Bug#702082: evince doesn't handle "astral" (non-BMP) Unicode characters in PDF link names

David Madore david+bugs at madore.org
Sat Mar 2 15:25:41 UTC 2013


Package: evince
Version: 3.4.0-3.1
Severity: minor

Open the file <URL: http://www.madore.org/~david/.misc/astral.pdf >
using evince: this contains a table of contents with a single entry
whose name is the same as on the document itself, i.e., "The name "
followed by the four characters U+10909 U+10904 U+10905 U+10904 (four
phoenician letters, which are written right to left on the document
but that's completely irrelevant here); when evince tries to display
the table of contents, it fails with the following error message:

(evince:8324): Gtk-WARNING **: Failed to set text from markup due to error parsing markup: Error on line 1 char 42: Invalid UTF-8 encoded text in name - not valid 'The name \xed\xa0\x82\xed\xb4\x89\xed\xa0\x82\xed\xb4\x84\xed\xa0\x82\xed\xb4\x85\xed\xa0\x82\xed\xb4\x84'

What this means is that some program or library somewhere (either
within evince itself or within libpoppler or something - I haven't
been able to discover which) took the Unicode string which in the PDF
is (correctly) encoded as UTF-16 (the PDF is uncompressed so it can be
easily checked that the encoding is as I state it):

"\xfe\xff\x00\x54\x00\x68\x00\x65\x00\x20\x00\x6e\x00\x61\x00\x6d\x00\x65\x00\x20\xd8\x02\xdd\x09\xd8\x02\xdd\x04\xd8\x02\xdd\x05\xd8\x02\xdd\x04"

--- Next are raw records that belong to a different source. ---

//! Prompt template rendering shared by the LLM-backed evaluators.

use localrouter_core::{ChatMessage, GatewayError, GatewayResult};
use minijinja::{context, Environment};

/// A prompt template validated at construction and rendered per evaluation
/// with `{{ History }}` and `{{ Current }}`.
pub(crate) struct PromptTemplate {
    source: String,
}

impl PromptTemplate {
    /// Validate and keep the template source.
    ///
    /// # Errors
    /// Returns an error when the template fails to parse, so a broken
    /// evaluator is dropped at startup rather than failing every request.
    pub fn compile(source: &str) -> GatewayResult<Self> {
        let env = Environment::new();
        env.template_from_str(source)
            .map_err(|e| GatewayError::configuration(format!("invalid prompt template: {e}")))?;
        Ok(Self {
            source: source.to_string(),
        })
    }

    /// Render the template for a conversation. `History` is the last
    /// `history_rounds` messages before the final one, each formatted
    /// `<role>: <content>\n`; `Current` is the final message's content.
    pub fn render(&self, messages: &[ChatMessage], history_rounds: usize) -> GatewayResult<String> {
        let (history, current) = split_history(messages, history_rounds);
        let env = Environment::new();
        env.render_str(
            &self.source,
            context! { History => history, Current => current },
        )
        .map_err(|e| GatewayError::evaluation(format!("template rendering failed: {e}")))
    }
}

/// Split a non-empty conversation into rendered history and current content.
fn split_history(messages: &[ChatMessage], rounds: usize) -> (String, String) {
    let end = messages.len().saturating_sub(1);
    let start = end.saturating_sub(rounds);

    let mut history = String::new();
    for message in &messages[start..end] {
        history.push_str(&message.role);
        history.push_str(": ");
        history.push_str(&message.content);
        history.push('\n');
    }

    let current = messages.last().map(|m| m.content.clone()).unwrap_or_default();
    (history, current)
}

#[cfg(test)]
mod tests {
    use super::*;

    fn conversation() -> Vec<ChatMessage> {
        vec![
            ChatMessage::system("be brief"),
            ChatMessage::user("first question"),
            ChatMessage::assistant("first answer"),
            ChatMessage::user("current question"),
        ]
    }

    #[test]
    fn renders_history_and_current() {
        let template =
            PromptTemplate::compile("H:\n{{ History }}C: {{ Current }}").unwrap();
        let rendered = template.render(&conversation(), 2).unwrap();
        assert_eq!(
            rendered,
            "H:\nuser: first question\nassistant: first answer\nC: current question"
        );
    }

    #[test]
    fn history_is_clamped_to_available_messages() {
        let template = PromptTemplate::compile("{{ History }}|{{ Current }}").unwrap();
        let rendered = template.render(&conversation(), 10).unwrap();
        assert!(rendered.starts_with("system: be brief\n"));
        assert!(rendered.ends_with("|current question"));
    }

    #[test]
    fn zero_rounds_renders_empty_history() {
        let template = PromptTemplate::compile("{{ History }}|{{ Current }}").unwrap();
        let rendered = template.render(&conversation(), 0).unwrap();
        assert_eq!(rendered, "|current question");
    }

    #[test]
    fn invalid_template_fails_compile() {
        assert!(PromptTemplate::compile("{{ unclosed").is_err());
    }
}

and instead of converting it correctly to UTF-8

"The name \xf0\x90\xa4\x89\xf0\x90\xa4\x84\xf0\x90\xa4\x85\xf0\x90\xa4\x84"

produced the octet stream

"The name \xed\xa0\x82\xed\xb4\x89\xed\xa0\x82\xed\xb4\x84\xed\xa0\x82\xed\xb4\x85\xed\xa0\x82\xed\xb4\x84"

which is not valid UTF-8 and rightfully rejected by the Gtk toolkit.

The reason for this is obviously that some idiot thought that UTF-16
can be converted to UTF-8 by simply taking each UTF-16 translation
unit separately and converting it to UTF-8, whereas in fact surrogate
pairs (designating "astral" characters) must be handled together.
(This error is sometimes known as CESU-8.)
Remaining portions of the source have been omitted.